**Exercise prompt:** Retype the data below without altering anything.

**Data in this exercise:**
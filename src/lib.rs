//! Playlist History - Slowly Changing Dimension Ingestion
//!
//! A Rust library that turns periodic playlist crawl snapshots into
//! surrogate-keyed dimension tables and append-only change logs.
//!
//! # Features
//!
//! - Deterministic surrogate IDs per entity type, reused across runs
//! - Inner and left joins from source keys to surrogate IDs
//! - Day-granularity change logs that record only what changed
//! - CSV export and a transactional SQLite store
//! - Declarative ingestor definitions, one generic log builder

/// Change-detection log builder
pub mod changelog;
/// Configuration management
pub mod config;
/// Relational store
pub mod db;
/// Surrogate ID enrichment
pub mod enrichment;
/// Error types
pub mod error;
/// CSV export
pub mod file_writer;
/// Ingestor catalogue
pub mod ingestors;
/// Interval partitioning
pub mod interval;
/// Logging setup and utilities
pub mod logging;
/// ISRC lookup loading
pub mod lookup;
/// Metrics collection
pub mod metrics;
/// Data models and structures
pub mod models;
/// Run orchestration
pub mod pipeline;
/// Identifier registries
pub mod registry;
/// Collaborator traits
pub mod repository;
/// Table schema definitions
pub mod schema;
/// Raw snapshot readers
pub mod source;
/// Input validation and sanitization
pub mod validation;

// Re-export key components for easier access
pub use db::SqliteStore;
pub use error::{PipelineError, Result};
pub use file_writer::CsvTableWriter;
pub use interval::Granularity;
pub use models::{RawRow, Table, Value};
pub use pipeline::{Pipeline, RunOutput, RunSummary};
pub use repository::{NoHistory, TableHistory, TableSink};
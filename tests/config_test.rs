//! Tests for layered configuration loading

use std::fs;

use playlist_history::config::AppConfig;
use playlist_history::Granularity;
use tempfile::tempdir;

#[test]
fn test_default_config_values() {
    let config = AppConfig::default();

    assert_eq!(config.pipeline.granularity, "day");
    assert_eq!(config.pipeline.output_directory, "./output");
    assert!(!config.pipeline.concurrent_log_builders);
    assert_eq!(config.database.url, "data/playlists.db");
    assert!(config.database.enabled);
    assert_eq!(config.logging.level, "info");
    assert_eq!(config.logging.file_path, None);
    assert_eq!(config.logging.format, "text");
}

#[test]
fn test_load_without_files_uses_defaults() {
    let temp_dir = tempdir().expect("Failed to create temp directory");
    let config = AppConfig::load_from(temp_dir.path()).expect("Failed to load configuration");
    assert_eq!(config.pipeline.output_directory, "./output");
    assert_eq!(config.granularity().ok(), Some(Granularity::Day));
}

#[test]
fn test_local_file_overrides_default_file() {
    let temp_dir = tempdir().expect("Failed to create temp directory");
    let config_dir = temp_dir.path().join("config");
    fs::create_dir_all(&config_dir).expect("Failed to create config directory");
    fs::write(
        config_dir.join("default.toml"),
        "[pipeline]\noutput_directory = \"from-default\"\n\n[logging]\nlevel = \"debug\"\n",
    )
    .expect("Failed to write default.toml");
    fs::write(config_dir.join("local.toml"), "[pipeline]\noutput_directory = \"from-local\"\n")
        .expect("Failed to write local.toml");

    let config = AppConfig::load_from(temp_dir.path()).expect("Failed to load configuration");
    assert_eq!(config.pipeline.output_directory, "from-local");
    assert_eq!(config.logging.level, "debug");
    assert_eq!(config.database.url, "data/playlists.db");
}

#[test]
fn test_invalid_file_value_is_rejected() {
    let temp_dir = tempdir().expect("Failed to create temp directory");
    fs::write(temp_dir.path().join("config.toml"), "[pipeline]\ngranularity = \"week\"\n")
        .expect("Failed to write config.toml");
    assert!(AppConfig::load_from(temp_dir.path()).is_err());
}

#[test]
fn test_config_validation_invalid_log_level() {
    let mut config = AppConfig::default();
    config.logging.level = "verbose".to_string();
    assert!(config.validate().is_err());
}

#[test]
fn test_config_validation_invalid_log_format() {
    let mut config = AppConfig::default();
    config.logging.format = "xml".to_string();
    assert!(config.validate().is_err());
}

#[test]
fn test_config_validation_empty_output_directory() {
    let mut config = AppConfig::default();
    config.pipeline.output_directory = "  ".to_string();
    assert!(config.validate().is_err());
}
//! Ingestor catalogue
//!
//! An ingestor bundles everything one source needs: the registries to build,
//! the enrichment plan and the log tables. Ingestors are looked up by a name
//! of the form `<entity type>_<source org>`.

use crate::enrichment::EnrichmentPlan;
use crate::error::{PipelineError, Result};
use crate::schema::{
    artists, media_item_metadata_log, media_items, playlist_metadata_log, playlist_plays_log, playlist_positions_log,
    playlists, users, DimensionDefinition, LogTableDefinition, DIMENSION_SOURCE_ID,
};

/// Source organisation label for YouTube
pub const ORG_YOUTUBE: &str = "youtube";
/// Entity type label for playlists
pub const TYPE_PLAYLIST: &str = "playlist";

/// Everything needed to turn one source's raw rows into output tables
#[derive(Debug, Clone, PartialEq, Eq)]
pub struct IngestorDefinition {
    /// Catalogue name
    pub name: String,
    /// Raw attribute holding the observation timestamp
    pub timestamp_column: String,
    /// Registries to build, in order
    pub dimensions: Vec<DimensionDefinition>,
    /// How raw rows become enriched rows
    pub enrichment: EnrichmentPlan,
    /// Change logs to build
    pub logs: Vec<LogTableDefinition>,
}

/// Names of every registered ingestor
#[must_use]
pub fn valid_ingestors() -> Vec<String> {
    vec![format!("{TYPE_PLAYLIST}_{ORG_YOUTUBE}")]
}

/// Look an ingestor up by catalogue name
pub fn ingestor_by_name(name: &str) -> Result<IngestorDefinition> {
    if name == format!("{TYPE_PLAYLIST}_{ORG_YOUTUBE}") {
        Ok(playlist_youtube())
    } else {
        Err(PipelineError::UnknownIngestor {
            name: name.to_string(),
            valid: valid_ingestors(),
        })
    }
}

/// YouTube playlist crawl records
#[must_use]
pub fn playlist_youtube() -> IngestorDefinition {
    IngestorDefinition {
        name: format!("{TYPE_PLAYLIST}_{ORG_YOUTUBE}"),
        timestamp_column: "timestp".to_string(),
        dimensions: vec![
            DimensionDefinition::new(playlists::TABLE, "playlist_id", DIMENSION_SOURCE_ID).sourced_from(ORG_YOUTUBE),
            DimensionDefinition::new(users::TABLE, "channel_id", DIMENSION_SOURCE_ID).sourced_from(ORG_YOUTUBE),
            DimensionDefinition::new(media_items::TABLE, "video_id", DIMENSION_SOURCE_ID).sourced_from(ORG_YOUTUBE),
            // TODO: normalize artist name casing and spelling before assigning IDs
            DimensionDefinition::new(artists::TABLE, "artist_name", artists::NAME),
        ],
        enrichment: EnrichmentPlan::new()
            .inner_join(playlists::TABLE, "playlist_id", "playlist_id")
            .left_join(users::TABLE, "channel_id", "user_id")
            .inner_join(media_items::TABLE, "video_id", "media_item_id")
            .left_join(artists::TABLE, "artist_name", "artist_id")
            .project("playlist_name", "playlist_name")
            .project("artwork_url", "cover_url")
            .project("views", "plays")
            .project("num_videos", "num_media_items")
            .project("title", "primary_title")
            .project("image_url", "media_cover_url")
            .project("track_title", "secondary_title")
            .project("position", "position"),
        logs: vec![
            LogTableDefinition::new(
                playlist_metadata_log::TABLE,
                &["playlist_id"],
                &["playlist_name", "cover_url", "user_id", "num_media_items"],
            )
            .with_storage_alias("playlist_name", "name"),
            LogTableDefinition::new(playlist_plays_log::TABLE, &["playlist_id"], &["plays"]),
            LogTableDefinition::new(playlist_positions_log::TABLE, &["playlist_id", "media_item_id"], &["position"]),
            LogTableDefinition::new(
                media_item_metadata_log::TABLE,
                &["media_item_id"],
                &["primary_title", "secondary_title", "artist_id", "media_cover_url"],
            )
            .with_storage_alias("media_cover_url", "cover_url"),
        ],
    }
}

**Task result:**
filename src/lib.rs
//! Playlist History - Slowly Changing Dimension Ingestion
//!
//! A Rust library that turns periodic playlist crawl snapshots into
//! surrogate-keyed dimension tables and append-only change logs.
//!
//! # Features
//!
//! - Deterministic surrogate IDs per entity type, reused across runs
//! - Inner and left joins from source keys to surrogate IDs
//! - Day-granularity change logs that record only what changed
//! - CSV export and a transactional SQLite store
//! - Declarative ingestor definitions, one generic log builder

/// Change-detection log builder
pub mod changelog;
/// Configuration management
pub mod config;
/// Relational store
pub mod db;
/// Surrogate ID enrichment
pub mod enrichment;
/// Error types
pub mod error;
/// CSV export
pub mod file_writer;
/// Ingestor catalogue
pub mod ingestors;
/// Interval partitioning
pub mod interval;
/// Logging setup and utilities
pub mod logging;
/// ISRC lookup loading
pub mod lookup;
/// Metrics collection
pub mod metrics;
/// Data models and structures
pub mod models;
/// Run orchestration
pub mod pipeline;
/// Identifier registries
pub mod registry;
/// Collaborator traits
pub mod repository;
/// Table schema definitions
pub mod schema;
/// Raw snapshot readers
pub mod source;
/// Input validation and sanitization
pub mod validation;

// Re-export key components for easier access
pub use db::SqliteStore;
pub use error::{PipelineError, Result};
pub use file_writer::CsvTableWriter;
pub use interval::Granularity;
pub use models::{RawRow, Table, Value};
pub use pipeline::{Pipeline, RunOutput, RunSummary};
pub use repository::{NoHistory, TableHistory, TableSink};
filename tests/config_test.rs
//! Tests for layered configuration loading

use std::fs;

use playlist_history::config::AppConfig;
use playlist_history::Granularity;
use tempfile::tempdir;

#[test]
fn test_default_config_values() {
    let config = AppConfig::default();

    assert_eq!(config.pipeline.granularity, "day");
    assert_eq!(config.pipeline.output_directory, "./output");
    assert!(!config.pipeline.concurrent_log_builders);
    assert_eq!(config.database.url, "data/playlists.db");
    assert!(config.database.enabled);
    assert_eq!(config.logging.level, "info");
    assert_eq!(config.logging.file_path, None);
    assert_eq!(config.logging.format, "text");
}

#[test]
fn test_load_without_files_uses_defaults() {
    let temp_dir = tempdir().expect("Failed to create temp directory");
    let config = AppConfig::load_from(temp_dir.path()).expect("Failed to load configuration");
    assert_eq!(config.pipeline.output_directory, "./output");
    assert_eq!(config.granularity().ok(), Some(Granularity::Day));
}

#[test]
fn test_local_file_overrides_default_file() {
    let temp_dir = tempdir().expect("Failed to create temp directory");
    let config_dir = temp_dir.path().join("config");
    fs::create_dir_all(&config_dir).expect("Failed to create config directory");
    fs::write(
        config_dir.join("default.toml"),
        "[pipeline]\noutput_directory = \"from-default\"\n\n[logging]\nlevel = \"debug\"\n",
    )
    .expect("Failed to write default.toml");
    fs::write(config_dir.join("local.toml"), "[pipeline]\noutput_directory = \"from-local\"\n")
        .expect("Failed to write local.toml");

    let config = AppConfig::load_from(temp_dir.path()).expect("Failed to load configuration");
    assert_eq!(config.pipeline.output_directory, "from-local");
    assert_eq!(config.logging.level, "debug");
    assert_eq!(config.database.url, "data/playlists.db");
}

#[test]
fn test_invalid_file_value_is_rejected() {
    let temp_dir = tempdir().expect("Failed to create temp directory");
    fs::write(temp_dir.path().join("config.toml"), "[pipeline]\ngranularity = \"week\"\n")
        .expect("Failed to write config.toml");
    assert!(AppConfig::load_from(temp_dir.path()).is_err());
}

#[test]
fn test_config_validation_invalid_log_level() {
    let mut config = AppConfig::default();
    config.logging.level = "verbose".to_string();
    assert!(config.validate().is_err());
}

#[test]
fn test_config_validation_invalid_log_format() {
    let mut config = AppConfig::default();
    config.logging.format = "xml".to_string();
    assert!(config.validate().is_err());
}

#[test]
fn test_config_validation_empty_output_directory() {
    let mut config = AppConfig::default();
    config.pipeline.output_directory = "  ".to_string();
    assert!(config.validate().is_err());
}
//! Ingestor catalogue
//!
//! An ingestor bundles everything one source needs: the registries to build,
//! the enrichment plan and the log tables. Ingestors are looked up by a name
//! of the form `<entity type>_<source org>`.

use crate::enrichment::EnrichmentPlan;
use crate::error::{PipelineError, Result};
use crate::schema::{
    artists, media_item_metadata_log, media_items, playlist_metadata_log, playlist_plays_log, playlist_positions_log,
    playlists, users, DimensionDefinition, LogTableDefinition, DIMENSION_SOURCE_ID,
};

/// Source organisation label for YouTube
pub const ORG_YOUTUBE: &str = "youtube";
/// Entity type label for playlists
pub const TYPE_PLAYLIST: &str = "playlist";

/// Everything needed to turn one source's raw rows into output tables
#[derive(Debug, Clone, PartialEq, Eq)]
pub struct IngestorDefinition {
    /// Catalogue name
    pub name: String,
    /// Raw attribute holding the observation timestamp
    pub timestamp_column: String,
    /// Registries to build, in order
    pub dimensions: Vec<DimensionDefinition>,
    /// How raw rows become enriched rows
    pub enrichment: EnrichmentPlan,
    /// Change logs to build
    pub logs: Vec<LogTableDefinition>,
}

/// Names of every registered ingestor
#[must_use]
pub fn valid_ingestors() -> Vec<String> {
    vec![format!("{TYPE_PLAYLIST}_{ORG_YOUTUBE}")]
}

/// Look an ingestor up by catalogue name
pub fn ingestor_by_name(name: &str) -> Result<IngestorDefinition> {
    if name == format!("{TYPE_PLAYLIST}_{ORG_YOUTUBE}") {
        Ok(playlist_youtube())
    } else {
        Err(PipelineError::UnknownIngestor {
            name: name.to_string(),
            valid: valid_ingestors(),
        })
    }
}

/// YouTube playlist crawl records
#[must_use]
pub fn playlist_youtube() -> IngestorDefinition {
    IngestorDefinition {
        name: format!("{TYPE_PLAYLIST}_{ORG_YOUTUBE}"),
        timestamp_column: "timestp".to_string(),
        dimensions: vec![
            DimensionDefinition::new(playlists::TABLE, "playlist_id", DIMENSION_SOURCE_ID).sourced_from(ORG_YOUTUBE),
            DimensionDefinition::new(users::TABLE, "channel_id", DIMENSION_SOURCE_ID).sourced_from(ORG_YOUTUBE),
            DimensionDefinition::new(media_items::TABLE, "video_id", DIMENSION_SOURCE_ID).sourced_from(ORG_YOUTUBE),
            // TODO: normalize artist name casing and spelling before assigning IDs
            DimensionDefinition::new(artists::TABLE, "artist_name", artists::NAME),
        ],
        enrichment: EnrichmentPlan::new()
            .inner_join(playlists::TABLE, "playlist_id", "playlist_id")
            .left_join(users::TABLE, "channel_id", "user_id")
            .inner_join(media_items::TABLE, "video_id", "media_item_id")
            .left_join(artists::TABLE, "artist_name", "artist_id")
            .project("playlist_name", "playlist_name")
            .project("artwork_url", "cover_url")
            .project("views", "plays")
            .project("num_videos", "num_media_items")
            .project("title", "primary_title")
            .project("image_url", "media_cover_url")
            .project("track_title", "secondary_title")
            .project("position", "position"),
        logs: vec![
            LogTableDefinition::new(
                playlist_metadata_log::TABLE,
                &["playlist_id"],
                &["playlist_name", "cover_url", "user_id", "num_media_items"],
            )
            .with_storage_alias("playlist_name", "name"),
            LogTableDefinition::new(playlist_plays_log::TABLE, &["playlist_id"], &["plays"]),
            LogTableDefinition::new(playlist_positions_log::TABLE, &["playlist_id", "media_item_id"], &["position"]),
            LogTableDefinition::new(
                media_item_metadata_log::TABLE,
                &["media_item_id"],
                &["primary_title", "secondary_title", "artist_id", "media_cover_url"],
            )
            .with_storage_alias("media_cover_url", "cover_url"),
        ],
    }
}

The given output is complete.